INSTRUCTIONS FOR THE TASK
Using the word "three" as the filter, copy each matching line from the records.

▼

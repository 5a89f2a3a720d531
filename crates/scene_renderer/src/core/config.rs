//! # Renderer Configuration
//!
//! All tunables of the renderer in one serializable tree: memory pool sizes,
//! shader locations, shadow map parameters and frame pacing. Every struct
//! follows the same pattern: `Default` gives working values, `with_*`
//! builders adjust them, `validate` rejects nonsense before any device work
//! starts.

use serde::{Deserialize, Serialize};
use std::path::Path;

pub use crate::config::{Config, ConfigError};

const MIB: u64 = 1024 * 1024;

/// How the bytes of colour textures are read when sampled
#[derive(Debug, Clone, Copy, PartialEq, Eq, Default, Serialize, Deserialize)]
#[serde(rename_all = "snake_case")]
pub enum TextureEncoding {
    /// sRGB-encoded bytes, decoded to linear by the sampler
    #[default]
    Srgb,
    /// Bytes used as stored
    Linear,
}

/// # Memory Pool Configuration
///
/// Sizes of the three pools owned by the memory system. The staging pool is
/// reset after every upload batch, the uniform pool lives as long as the
/// renderer, and the resident pool grows in `device_block_size` steps.
#[derive(Debug, Clone, PartialEq, Eq, Serialize, Deserialize)]
#[serde(default)]
pub struct MemoryConfig {
    /// Size in bytes of the host-visible staging block
    pub staging_pool_size: u64,
    /// Size in bytes of the host-visible block holding persistently mapped uniforms
    pub uniform_pool_size: u64,
    /// Minimum size in bytes of each device-local block
    pub device_block_size: u64,
    /// Optional cap on total device-local bytes reserved by the resident pool
    pub device_budget: Option<u64>,
}

impl MemoryConfig {
    /// Set the staging pool size
    pub fn with_staging_pool_size(mut self, bytes: u64) -> Self {
        self.staging_pool_size = bytes;
        self
    }

    /// Set the uniform pool size
    pub fn with_uniform_pool_size(mut self, bytes: u64) -> Self {
        self.uniform_pool_size = bytes;
        self
    }

    /// Set the device-local block size
    pub fn with_device_block_size(mut self, bytes: u64) -> Self {
        self.device_block_size = bytes;
        self
    }

    /// Cap the resident pool
    pub fn with_device_budget(mut self, bytes: u64) -> Self {
        self.device_budget = Some(bytes);
        self
    }

    /// Validate pool sizes
    pub fn validate(&self) -> Result<(), String> {
        if self.staging_pool_size == 0 {
            return Err("Staging pool size must be non-zero".to_string());
        }
        if self.uniform_pool_size == 0 {
            return Err("Uniform pool size must be non-zero".to_string());
        }
        if self.device_block_size == 0 {
            return Err("Device block size must be non-zero".to_string());
        }
        if let Some(budget) = self.device_budget {
            if budget < self.device_block_size {
                return Err(format!(
                    "Device budget ({budget} bytes) is smaller than one device block ({} bytes)",
                    self.device_block_size
                ));
            }
        }
        Ok(())
    }
}

impl Default for MemoryConfig {
    fn default() -> Self {
        Self {
            staging_pool_size: 64 * MIB,
            uniform_pool_size: MIB,
            device_block_size: 64 * MIB,
            device_budget: None,
        }
    }
}

/// # Shader Configuration
///
/// SPIR-V locations for the three pipelines. The depth-only pipeline has no
/// fragment stage.
#[derive(Debug, Clone, PartialEq, Eq, Serialize, Deserialize)]
pub struct ShaderConfig {
    /// Lit, textured, shadowed model vertex shader
    pub model_vertex: String,
    /// Lit, textured, shadowed model fragment shader
    pub model_fragment: String,
    /// Light-space depth vertex shader
    pub depth_vertex: String,
    /// Skybox vertex shader
    pub skybox_vertex: String,
    /// Skybox fragment shader
    pub skybox_fragment: String,
}

impl ShaderConfig {
    /// Directories searched, in order, when resolving shader paths
    pub const SEARCH_DIRS: [&'static str; 5] = [
        "target/shaders/",
        "shaders/",
        "resources/shaders/",
        "../target/shaders/",
        "./",
    ];

    /// Create shader config with automatic path resolution
    ///
    /// Each file name is looked up in [`Self::SEARCH_DIRS`]; names that are not
    /// found anywhere fall back to `target/shaders/<name>` so the error message
    /// from [`Self::validate`] points at the build output.
    pub fn with_path_resolution(
        model_vertex: &str,
        model_fragment: &str,
        depth_vertex: &str,
        skybox_vertex: &str,
        skybox_fragment: &str,
    ) -> Self {
        Self {
            model_vertex: Self::resolve(model_vertex),
            model_fragment: Self::resolve(model_fragment),
            depth_vertex: Self::resolve(depth_vertex),
            skybox_vertex: Self::resolve(skybox_vertex),
            skybox_fragment: Self::resolve(skybox_fragment),
        }
    }

    fn resolve(file_name: &str) -> String {
        Self::SEARCH_DIRS
            .iter()
            .map(|dir| format!("{dir}{file_name}"))
            .find(|candidate| Path::new(candidate).exists())
            .unwrap_or_else(|| format!("target/shaders/{file_name}"))
    }

    fn paths(&self) -> [&str; 5] {
        [
            &self.model_vertex,
            &self.model_fragment,
            &self.depth_vertex,
            &self.skybox_vertex,
            &self.skybox_fragment,
        ]
    }

    /// Validate that shader files exist
    pub fn validate(&self) -> Result<(), String> {
        for path in self.paths() {
            if !Path::new(path).exists() {
                return Err(format!("Shader not found: {path}"));
            }
        }
        Ok(())
    }
}

impl Default for ShaderConfig {
    fn default() -> Self {
        Self::with_path_resolution(
            "model.vert.spv",
            "model.frag.spv",
            "depth.vert.spv",
            "skybox.vert.spv",
            "skybox.frag.spv",
        )
    }
}

/// # Shadow Map Configuration
#[derive(Debug, Clone, PartialEq, Serialize, Deserialize)]
#[serde(default)]
pub struct ShadowConfig {
    /// Width and height of the square light depth target
    pub map_size: u32,
    /// Constant depth bias applied while rendering the depth pass
    pub depth_bias_constant: f32,
    /// Slope-scaled depth bias applied while rendering the depth pass
    pub depth_bias_slope: f32,
}

impl ShadowConfig {
    /// Set the shadow map resolution
    pub fn with_map_size(mut self, size: u32) -> Self {
        self.map_size = size;
        self
    }

    /// Validate shadow settings
    pub fn validate(&self) -> Result<(), String> {
        if self.map_size == 0 || self.map_size > 8192 {
            return Err(format!("Shadow map size must be in 1..=8192, got {}", self.map_size));
        }
        if self.depth_bias_constant < 0.0 || self.depth_bias_slope < 0.0 {
            return Err("Depth bias factors must not be negative".to_string());
        }
        Ok(())
    }
}

impl Default for ShadowConfig {
    fn default() -> Self {
        Self {
            map_size: 512,
            depth_bias_constant: 1.25,
            depth_bias_slope: 1.75,
        }
    }
}

/// # Frame Pacing Configuration
#[derive(Debug, Clone, PartialEq, Serialize, Deserialize)]
#[serde(default)]
pub struct FrameConfig {
    /// Upper bound in milliseconds on waiting for a presentable image
    pub acquire_timeout_ms: u64,
    /// Upper bound in milliseconds on waiting for a fence (frame reuse or upload)
    pub fence_timeout_ms: u64,
    /// Prefer FIFO presentation
    pub vsync: bool,
    /// Colour the main pass clears to
    pub clear_color: [f32; 4],
}

impl FrameConfig {
    /// Set the acquire timeout
    pub fn with_acquire_timeout_ms(mut self, ms: u64) -> Self {
        self.acquire_timeout_ms = ms;
        self
    }

    /// Enable or disable vsync
    pub fn with_vsync(mut self, vsync: bool) -> Self {
        self.vsync = vsync;
        self
    }

    /// Acquire timeout in nanoseconds, as Vulkan expects it
    pub fn acquire_timeout_ns(&self) -> u64 {
        self.acquire_timeout_ms.saturating_mul(1_000_000)
    }

    /// Fence timeout in nanoseconds
    pub fn fence_timeout_ns(&self) -> u64 {
        self.fence_timeout_ms.saturating_mul(1_000_000)
    }

    /// Validate frame settings
    pub fn validate(&self) -> Result<(), String> {
        if self.acquire_timeout_ms == 0 {
            return Err("Acquire timeout must be at least 1 ms".to_string());
        }
        if self.fence_timeout_ms == 0 {
            return Err("Fence timeout must be at least 1 ms".to_string());
        }
        if self.clear_color.iter().any(|c| !(0.0..=1.0).contains(c)) {
            return Err("Clear colour components must be within 0..=1".to_string());
        }
        Ok(())
    }
}

impl Default for FrameConfig {
    fn default() -> Self {
        Self {
            acquire_timeout_ms: 1000,
            fence_timeout_ms: 10_000,
            vsync: true,
            clear_color: [0.0, 0.0, 0.0, 1.0],
        }
    }
}

/// # Renderer Configuration
///
/// Top-level settings handed to [`crate::SceneRenderer`] and the device
/// context.
#[derive(Debug, Clone, PartialEq, Serialize, Deserialize)]
pub struct RendererConfig {
    /// Application name for Vulkan instance creation
    pub application_name: String,
    /// Whether to enable Vulkan validation layers (auto-detected when `None`)
    pub enable_validation: Option<bool>,
    /// Maximum anisotropy requested for colour texture sampling
    pub max_anisotropy: f32,
    /// Encoding of colour texture bytes
    #[serde(default)]
    pub texture_encoding: TextureEncoding,
    /// Memory pool sizes
    #[serde(default)]
    pub memory: MemoryConfig,
    /// Shader locations
    #[serde(default)]
    pub shaders: ShaderConfig,
    /// Shadow map settings
    #[serde(default)]
    pub shadow: ShadowConfig,
    /// Frame pacing settings
    #[serde(default)]
    pub frame: FrameConfig,
}

impl RendererConfig {
    /// Create a new renderer configuration
    pub fn new(app_name: impl Into<String>) -> Self {
        Self {
            application_name: app_name.into(),
            enable_validation: None,
            max_anisotropy: 16.0,
            texture_encoding: TextureEncoding::default(),
            memory: MemoryConfig::default(),
            shaders: ShaderConfig::default(),
            shadow: ShadowConfig::default(),
            frame: FrameConfig::default(),
        }
    }

    /// Set custom shader configuration
    pub fn with_shaders(mut self, shaders: ShaderConfig) -> Self {
        self.shaders = shaders;
        self
    }

    /// Set memory pool configuration
    pub fn with_memory(mut self, memory: MemoryConfig) -> Self {
        self.memory = memory;
        self
    }

    /// Set shadow configuration
    pub fn with_shadow(mut self, shadow: ShadowConfig) -> Self {
        self.shadow = shadow;
        self
    }

    /// Set frame configuration
    pub fn with_frame(mut self, frame: FrameConfig) -> Self {
        self.frame = frame;
        self
    }

    /// Set how colour texture bytes are read
    pub fn with_texture_encoding(mut self, encoding: TextureEncoding) -> Self {
        self.texture_encoding = encoding;
        self
    }

    /// Enable or disable validation layers
    pub fn with_validation(mut self, enabled: bool) -> Self {
        self.enable_validation = Some(enabled);
        self
    }

    /// Whether validation layers should be requested
    pub fn validation_enabled(&self) -> bool {
        self.enable_validation.unwrap_or(cfg!(debug_assertions))
    }

    /// Validate everything that can be checked without touching the disk
    ///
    /// Shader files are checked separately with [`ShaderConfig::validate`].
    pub fn validate(&self) -> Result<(), String> {
        if self.application_name.is_empty() {
            return Err("Application name cannot be empty".to_string());
        }
        if !(1.0..=16.0).contains(&self.max_anisotropy) {
            return Err(format!("Max anisotropy must be in 1..=16, got {}", self.max_anisotropy));
        }
        self.memory.validate()?;
        self.shadow.validate()?;
        self.frame.validate()?;
        Ok(())
    }
}

impl Default for RendererConfig {
    fn default() -> Self {
        Self::new("Dragons")
    }
}

impl Config for RendererConfig {}

#[cfg(test)]
mod tests {
    use super::*;
    use crate::config::ConfigFormat;

    #[test]
    fn test_defaults_validate() {
        assert!(RendererConfig::default().validate().is_ok());
    }

    #[test]
    fn test_rejects_bad_values() {
        let config = RendererConfig::default().with_memory(MemoryConfig::default().with_staging_pool_size(0));
        assert!(config.validate().is_err());

        let config = RendererConfig::default().with_shadow(ShadowConfig::default().with_map_size(0));
        assert!(config.validate().is_err());

        let config = RendererConfig::default().with_frame(FrameConfig::default().with_acquire_timeout_ms(0));
        assert!(config.validate().is_err());

        let memory = MemoryConfig::default().with_device_block_size(64 * MIB).with_device_budget(MIB);
        assert!(memory.validate().is_err());
    }

    /// Both on-disk formats carry every field
    #[test]
    fn test_toml_and_ron_round_trip() {
        let config = RendererConfig::new("roundtrip")
            .with_validation(false)
            .with_memory(MemoryConfig::default().with_device_budget(512 * MIB))
            .with_frame(FrameConfig::default().with_vsync(false))
            .with_texture_encoding(TextureEncoding::Linear);

        for format in [ConfigFormat::Toml, ConfigFormat::Ron] {
            let text = config.to_string_as(format).unwrap();
            let parsed = RendererConfig::from_str_as(&text, format).unwrap();
            assert_eq!(parsed, config);
        }
    }

    #[test]
    fn test_partial_toml_uses_section_defaults() {
        let text = r#"
            application_name = "partial"
            max_anisotropy = 8.0

            [shaders]
            model_vertex = "a.spv"
            model_fragment = "b.spv"
            depth_vertex = "c.spv"
            skybox_vertex = "d.spv"
            skybox_fragment = "e.spv"
        "#;
        let parsed = RendererConfig::from_str_as(text, ConfigFormat::Toml).unwrap();
        assert_eq!(parsed.memory, MemoryConfig::default());
        assert_eq!(parsed.shadow.map_size, 512);
        assert_eq!(parsed.frame.acquire_timeout_ns(), 1_000_000_000);
        assert_eq!(parsed.texture_encoding, TextureEncoding::Srgb);
    }

    #[test]
    fn test_texture_encoding_from_toml() {
        let text = "application_name = \"linear\"\nmax_anisotropy = 4.0\ntexture_encoding = \"linear\"\n";
        let parsed = RendererConfig::from_str_as(text, ConfigFormat::Toml).unwrap();
        assert_eq!(parsed.texture_encoding, TextureEncoding::Linear);
        assert!(RendererConfig::from_str_as(
            "application_name = \"x\"\nmax_anisotropy = 4.0\ntexture_encoding = \"gamma\"\n",
            ConfigFormat::Toml
        )
        .is_err());
    }
}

▲

ANSWER TO THIS TASK
/// Sizes of the three pools owned by the memory system. The staging pool is
/// SPIR-V locations for the three pipelines. The depth-only pipeline has no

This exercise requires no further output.